Le jeune prêtre décida donc illico de chasser ses sombres pensées. Puisqu’il avait été choisi, façonné, consacré par le chrême, il n’avait rien à craindre. En route pour la sainteté ! Il lui vint alors une idée pour se rassurer tout à fait : pourquoi ne pas consigner dorénavant les étapes décisives de sa carrière sacerdotale ? Il avait déjà remarqué qu’à certaines heures, il se passait en lui un phénomène étrange, comme si quelque chose (ou quelqu’un) venait inopinément planer sur lui, le frôler pour l’éveiller tout à fait et le révéler à lui-même. C’était des instants de lucidité où sa propre identité devenait transparente, où son esprit se faisait plus disponible et plus souple.
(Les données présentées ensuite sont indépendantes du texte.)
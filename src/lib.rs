//! # bazar-client
//!
//! Leptos + WASM frontend for the Bazar marketplace/library application.
//! Users register, log in, and manage their profile against a REST backend;
//! listing, order, and chat screens live on top of the same session core.
//!
//! This crate contains pages, components, application state, network types,
//! and the session lifecycle manager (`session`) that owns the bearer token,
//! the current user, and the route-guard decisions.

pub mod app;
pub mod components;
pub mod net;
pub mod pages;
pub mod session;

/// WASM entry point: hydrate the server-rendered body.
#[cfg(feature = "hydrate")]
#[wasm_bindgen::prelude::wasm_bindgen]
pub fn hydrate() {
    console_error_panic_hook::set_once();
    let _ = console_log::init_with_level(log::Level::Debug);
    leptos::mount::hydrate_body(app::App);
}
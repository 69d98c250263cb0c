//! Unverified JWT payload decoding for expiry and claim display.
//!
//! Decodes the base64url middle segment of a token to read `exp` and other
//! claims. It never verifies a signature: the backend is the sole authority
//! on whether a token is actually valid, and a server-side rejection always
//! wins over the local expiry heuristic. Anything malformed is treated as
//! expired (fail closed) and never raises past this boundary.

#[cfg(test)]
#[path = "token_codec_test.rs"]
mod token_codec_test;

use base64::Engine;
use base64::engine::general_purpose::URL_SAFE_NO_PAD;

/// Decode the claims object from a token's payload segment.
///
/// Returns `None` unless the token is exactly three `.`-separated segments
/// whose middle segment is base64url-encoded JSON.
pub fn decode_claims(token: &str) -> Option<serde_json::Value> {
    let parts: Vec<&str> = token.split('.').collect();
    if parts.len() != 3 {
        return None;
    }
    let decoded = URL_SAFE_NO_PAD.decode(parts[1]).ok()?;
    serde_json::from_slice(&decoded).ok()
}

/// The numeric `exp` claim in seconds since the Unix epoch, if present.
pub fn expiry(token: &str) -> Option<u64> {
    decode_claims(token)?.get("exp")?.as_u64()
}

/// Whether `token` is expired as of `now_secs`.
///
/// A token with no parseable `exp` is expired. `exp == now` counts as still
/// valid; expiry is strictly `exp < now`.
pub fn is_expired_at(token: &str, now_secs: u64) -> bool {
    match expiry(token) {
        Some(exp) => exp < now_secs,
        None => true,
    }
}

/// Whether `token` is expired against the current wall clock.
pub fn is_expired(token: &str) -> bool {
    is_expired_at(token, now_secs())
}

fn now_secs() -> u64 {
    #[cfg(feature = "hydrate")]
    {
        (js_sys::Date::now() / 1000.0) as u64
    }
    #[cfg(not(feature = "hydrate"))]
    {
        std::time::SystemTime::now()
            .duration_since(std::time::UNIX_EPOCH)
            .map(|d| d.as_secs())
            .unwrap_or(0)
    }
}
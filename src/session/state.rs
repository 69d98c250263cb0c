//! Session state published to route guards and user-aware components.

#[cfg(test)]
#[path = "state_test.rs"]
mod state_test;

use crate::net::types::User;

/// The client-side record of who is logged in and whether that login is
/// still considered valid.
///
/// Invariant: `user.is_some()` implies `authenticated`. The reverse does not
/// hold during the window between accepting a stored token and the profile
/// fetch resolving.
#[derive(Clone, Debug, PartialEq)]
pub struct SessionState {
    /// Profile fetched from the backend; replaced wholesale, never merged.
    pub user: Option<User>,
    /// True iff a non-expired token is held in the token store.
    pub authenticated: bool,
    /// True only while the startup restoration attempt is in flight.
    pub loading: bool,
}

impl Default for SessionState {
    /// State at process start, before `restore()` has resolved. Route guards
    /// must treat this as "no decision yet", not as logged-out.
    fn default() -> Self {
        Self {
            user: None,
            authenticated: false,
            loading: true,
        }
    }
}

impl SessionState {
    /// The settled logged-out state: no user, no token, restoration done.
    pub fn anonymous() -> Self {
        Self {
            user: None,
            authenticated: false,
            loading: false,
        }
    }
}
Peut-être était-ce Dieu en personne qui voulait lui chuchoter des choses à l’âme ? Sans parvenir à se l’expliquer, Julius sentait confusément qu’en ces minutes lumineuses il était dans le vrai, saisissant au vol une intuition longtemps pressentie, touchant au tréfonds une vérité jusqu’alors péniblement entrevue. Comme si un voile soudain se déchirait. Mais le plus souvent hélas ces instants de grâce étaient trop fugitifs pour porter du fruit : une préoccupation surgissait-elle, une simple distraction, parfois le sommeil sans crier gare, et c’en était bel et bien fini de l’éclaircie mentale. Il faudrait désormais domestiquer cette énergie transcendante, fixer à tout prix ces visitations du troisième type. Mais comment ?"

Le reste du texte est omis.